“ We have tried to basically go back to nature and the way that the wildlife reproduces,” says owner, Ken Yakielashek. “They always reproduce towards the longest days of the year.”
As a result he has switched from bringing the cows into the barn to calve in February and March, to leaving them out all year, with calving in the pasture from late April through to early June. “There’s a big labour saving,” he says. “We just check them late in the evening and in the morning and generally, there are no problems.”
The later calving season is only part of the overall change that Yakielashek has made on the farm since deciding to adopt a holistic management system. To more closely mimic natural cycles, he has incorporated other practices that support the later calving, like stockpiling pasture for the springtime and growing around 150 acres of corn to graze the cows on over the winter months.
The stockpiled paddocks not only provide food, but also shelter for the newborn calves. “In those stockpiled paddocks the grass is tall and when the cows calve those calves nestle down in the grass and the sunshine warms them up,” says Yakielashek. “They are dry and warm and that is basically what keeps them healthy.”
The lactating cows are also under a lot less stress because, with the milder spring weather, they are not trying to produce milk at the same time as generate additional energy to keep warm, which means Yakielashek has seen a big reduction in the amount of feed intake. “It makes a big difference,” he says. “I find too that with the stockpiled paddocks the soil seems to warm up a lot sooner and then you have got green shoots coming up a lot earlier than they do on an open field. So they are getting a transitional type of pasture, where they are eating half high-fibre forage from the previous year, but are also getting the nutritious new shoots off the new growth as well.” He rarely needs to supplement with bales during winter or spring, but when he does, usually six bales at a time is more than sufficient for his 300 head.

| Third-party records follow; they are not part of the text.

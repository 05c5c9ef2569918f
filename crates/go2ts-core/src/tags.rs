//! Struct tag handling for `json:"..."` naming overrides

use crate::types::Field;

const JSON_KEY: &str = "json:";

/// The member name a field is emitted under
#[derive(Debug, Clone, PartialEq, Eq)]
pub enum FieldName {
    /// Name taken from the `json` tag
    Tagged(String),
    /// The field's own Go identifier
    Identifier(String),
    /// `json:"-"`; the field is never serialized
    Skipped,
    /// Embedded field without a tag name
    Embedded,
}

impl FieldName {
    pub fn as_member(&self) -> Option<&str> {
        match self {
            FieldName::Tagged(name) | FieldName::Identifier(name) => Some(name),
            FieldName::Skipped | FieldName::Embedded => None,
        }
    }
}

/// Strip the literal delimiters from a raw tag
///
/// Raw string tags lose their backquotes; interpreted string tags lose their
/// double quotes and have `\"` unescaped.
fn tag_contents(raw: &str) -> String {
    let raw = raw.trim();
    if let Some(inner) = raw.strip_prefix('`').and_then(|r| r.strip_suffix('`')) {
        return inner.to_string();
    }
    if raw.len() >= 2 {
        if let Some(inner) = raw.strip_prefix('"').and_then(|r| r.strip_suffix('"')) {
            return inner.replace("\\\"", "\"").replace("\\\\", "\\");
        }
    }
    raw.to_string()
}

/// Locate the quoted value of the `json` key, if any
fn json_value(contents: &str) -> Option<&str> {
    let mut search_from = 0;
    while let Some(offset) = contents[search_from..].find(JSON_KEY) {
        let start = search_from + offset;
        let at_key_boundary = contents[..start]
            .chars()
            .next_back()
            .map_or(true, |c| c.is_whitespace());
        let after = &contents[start + JSON_KEY.len()..];
        if at_key_boundary {
            let quoted = after.strip_prefix('"')?;
            let end = quoted.find('"')?;
            return Some(&quoted[..end]);
        }
        search_from = start + JSON_KEY.len();
    }
    None
}

/// Extract the serialization name from a raw struct tag
///
/// Returns `None` when there is no tag, no `json` key, the value is
/// malformed, or the name part is empty (`json:",omitempty"`).
///
/// # Examples
/// ```
/// use go2ts_core::tags::resolve_json_name;
/// assert_eq!(resolve_json_name(Some("`json:\"id\"`")), Some("id".to_string()));
/// assert_eq!(resolve_json_name(Some("`json:\"id,omitempty\"`")), Some("id".to_string()));
/// assert_eq!(resolve_json_name(Some("`xml:\"x\"`")), None);
/// assert_eq!(resolve_json_name(None), None);
/// ```
pub fn resolve_json_name(tag: Option<&str>) -> Option<String> {
    let contents = tag_contents(tag?);
    let value = json_value(&contents)?;
    let name = value.split(',').next().unwrap_or_default();
    if name.is_empty() {
        None
    } else {
        Some(name.to_string())
    }
}

/// Decide the member name for a field
pub fn resolve_field_name(field: &Field) -> FieldName {
    if let Some(raw) = field.tag.as_deref() {
        let contents = tag_contents(raw);
        if json_value(&contents) == Some("-") {
            return FieldName::Skipped;
        }
    }

    match (resolve_json_name(field.tag.as_deref()), &field.name) {
        (Some(tagged), _) => FieldName::Tagged(tagged),
        (None, Some(ident)) => FieldName::Identifier(ident.clone()),
        (None, None) => FieldName::Embedded,
    }
}

#[cfg(test)]
mod tests {
    use super::*;
    use crate::types::{DeclaredType, PrimitiveKind};

    fn int_field(name: &str) -> Field {
        Field::new(name, DeclaredType::primitive(PrimitiveKind::Int))
    }

    #[test]
    fn test_picks_json_among_other_keys() {
        let tag = r#"`xml:"other" json:"wanted,omitempty" yaml:"y"`"#;
        assert_eq!(resolve_json_name(Some(tag)), Some("wanted".to_string()));
    }

    #[test]
    fn test_ignores_keys_that_only_end_in_json() {
        assert_eq!(resolve_json_name(Some(r#"`myjson:"nope"`"#)), None);
        assert_eq!(
            resolve_json_name(Some(r#"`myjson:"nope" json:"yes"`"#)),
            Some("yes".to_string())
        );
    }

    #[test]
    fn test_malformed_tags_yield_nothing() {
        assert_eq!(resolve_json_name(Some("`json:`")), None);
        assert_eq!(resolve_json_name(Some("`json:\"unterminated`")), None);
        assert_eq!(resolve_json_name(Some("`json:id`")), None);
        assert_eq!(resolve_json_name(Some("")), None);
        assert_eq!(resolve_json_name(Some("`")), None);
    }

    #[test]
    fn test_interpreted_string_tag() {
        assert_eq!(
            resolve_json_name(Some(r#""json:\"id\"""#)),
            Some("id".to_string())
        );
    }

    #[test]
    fn test_field_name_falls_back_to_identifier() {
        let field = int_field("Count").with_tag("`json:\",omitempty\"`");
        assert_eq!(
            resolve_field_name(&field),
            FieldName::Identifier("Count".to_string())
        );
        assert_eq!(
            resolve_field_name(&int_field("Count")),
            FieldName::Identifier("Count".to_string())
        );
    }

    #[test]
    fn test_dash_skips_but_dash_comma_names() {
        let skipped = int_field("Secret").with_tag("`json:\"-\"`");
        assert_eq!(resolve_field_name(&skipped), FieldName::Skipped);

        let named = int_field("Dash").with_tag("`json:\"-,\"`");
        assert_eq!(resolve_field_name(&named), FieldName::Tagged("-".to_string()));
    }

    #[test]
    fn test_embedded_fields() {
        let bare = Field::embedded(DeclaredType::named("Base"));
        assert_eq!(resolve_field_name(&bare), FieldName::Embedded);

        let tagged = Field::embedded(DeclaredType::named("Base")).with_tag("`json:\"base\"`");
        assert_eq!(
            resolve_field_name(&tagged),
            FieldName::Tagged("base".to_string())
        );
    }
}
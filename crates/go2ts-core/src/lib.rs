//! Core intermediate representation and type rules for go2ts

pub mod error;
pub mod export;
pub mod ir;
pub mod mapping;
pub mod tags;
pub mod types;

pub use error::CoreError;
pub use export::{ExportSet, Marker, DEFAULT_MARKER};
pub use ir::{CompilationUnit, Declaration};
pub use mapping::{map_identifier, TsType};
pub use types::{DeclaredType, Field, PrimitiveKind};
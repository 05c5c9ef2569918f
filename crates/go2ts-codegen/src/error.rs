//! Error types for code generation

use crate::diagnostics::Diagnostics;
use thiserror::Error;

#[derive(Error, Debug)]
pub enum CodegenError {
    #[error("Serialization error: {0}")]
    Serialization(#[from] serde_json::Error),

    #[error("Translation produced diagnostics ({count} total):\n{summary}")]
    Diagnostics { count: usize, summary: String },
}

impl From<Diagnostics> for CodegenError {
    fn from(diagnostics: Diagnostics) -> Self {
        CodegenError::Diagnostics {
            count: diagnostics.count(),
            summary: diagnostics.format_summary(),
        }
    }
}
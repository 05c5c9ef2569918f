//! Mapping from Go identifiers to TypeScript primitive tokens
//!
//! The table is closed and total: identifiers it does not know degrade to
//! `any` instead of failing, so partially unsupported input still produces
//! output.

use crate::types::PrimitiveKind;
use serde::{Deserialize, Serialize};
use std::fmt;

#[derive(Debug, Clone, Copy, PartialEq, Eq, Hash, Serialize, Deserialize)]
#[serde(rename_all = "lowercase")]
pub enum TsType {
    Number,
    String,
    Boolean,
    Any,
}

impl TsType {
    pub fn as_str(&self) -> &'static str {
        match self {
            TsType::Number => "number",
            TsType::String => "string",
            TsType::Boolean => "boolean",
            TsType::Any => "any",
        }
    }
}

impl fmt::Display for TsType {
    fn fmt(&self, f: &mut fmt::Formatter<'_>) -> fmt::Result {
        f.write_str(self.as_str())
    }
}

/// Map a Go type identifier to its TypeScript token
///
/// # Examples
/// ```
/// use go2ts_core::mapping::{map_identifier, TsType};
/// assert_eq!(map_identifier("int64"), TsType::Number);
/// assert_eq!(map_identifier("string"), TsType::String);
/// assert_eq!(map_identifier("bool"), TsType::Boolean);
/// assert_eq!(map_identifier("time.Time"), TsType::Any);
/// ```
pub fn map_identifier(ident: &str) -> TsType {
    PrimitiveKind::from_ident(ident)
        .map(|kind| kind.ts_type())
        .unwrap_or(TsType::Any)
}

#[cfg(test)]
mod tests {
    use super::*;
    use proptest::prelude::*;

    #[test]
    fn test_numeric_kinds() {
        for ident in [
            "int", "int8", "int16", "int32", "int64", "uint", "uint8", "uint16", "uint32",
            "uint64", "uintptr", "float32", "float64", "complex64", "complex128", "byte", "rune",
        ] {
            assert_eq!(map_identifier(ident), TsType::Number, "{}", ident);
        }
    }

    #[test]
    fn test_text_and_bool() {
        assert_eq!(map_identifier("string"), TsType::String);
        assert_eq!(map_identifier("bool"), TsType::Boolean);
    }

    #[test]
    fn test_unknown_is_any() {
        assert_eq!(map_identifier(""), TsType::Any);
        assert_eq!(map_identifier("String"), TsType::Any);
        assert_eq!(map_identifier("error"), TsType::Any);
    }

    proptest! {
        #[test]
        fn prop_mapping_is_total_and_deterministic(ident in "\\PC{0,16}") {
            let first = map_identifier(&ident);
            prop_assert_eq!(first, map_identifier(&ident));
            if PrimitiveKind::from_ident(&ident).is_none() {
                prop_assert_eq!(first, TsType::Any);
            }
        }
    }
}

With winter calving it wasn’t unusual for Yakielashek to fork out $30,000 in vet bills, now his vet bill is almost down to zero.
His own experiences with two different calving seasons have convinced him that calves are much more susceptible to wind than many people realize. “When we used to put the young calves out in the fields it seems to me they couldn’t take a lot of windy weather and they would get quiet pneumonia, which is hard to detect,” he says. “And now with them being in that stockpiled grass, it cuts the wind and we rarely get anything that we have to treat.”
Lots of space is the other part of Yakielashek’s system that he believes has paid dividends in terms of herd health. “I am convinced that as soon as you give livestock a lot of space you reduce the disease pressure,” he says. He fences off the stockpiled pasture into 10-to 15-acre paddocks and as the cows calve they are moved out to a new paddock and then rotated almost weekly through the remainder until the ground starts to thaw out when they can be moved on to the spring pasture.
Yakielashek has never sat down and carefully pencilled out, to the dollar, how much money he has saved by applying holistic management techniques to his cow-calf operation, but he knows for a fact that he has reduced his overall costs by close to half. “At one time I thought I was a low-cost producer,” he says. “Well now I know what it is really like to be a low-cost producer.”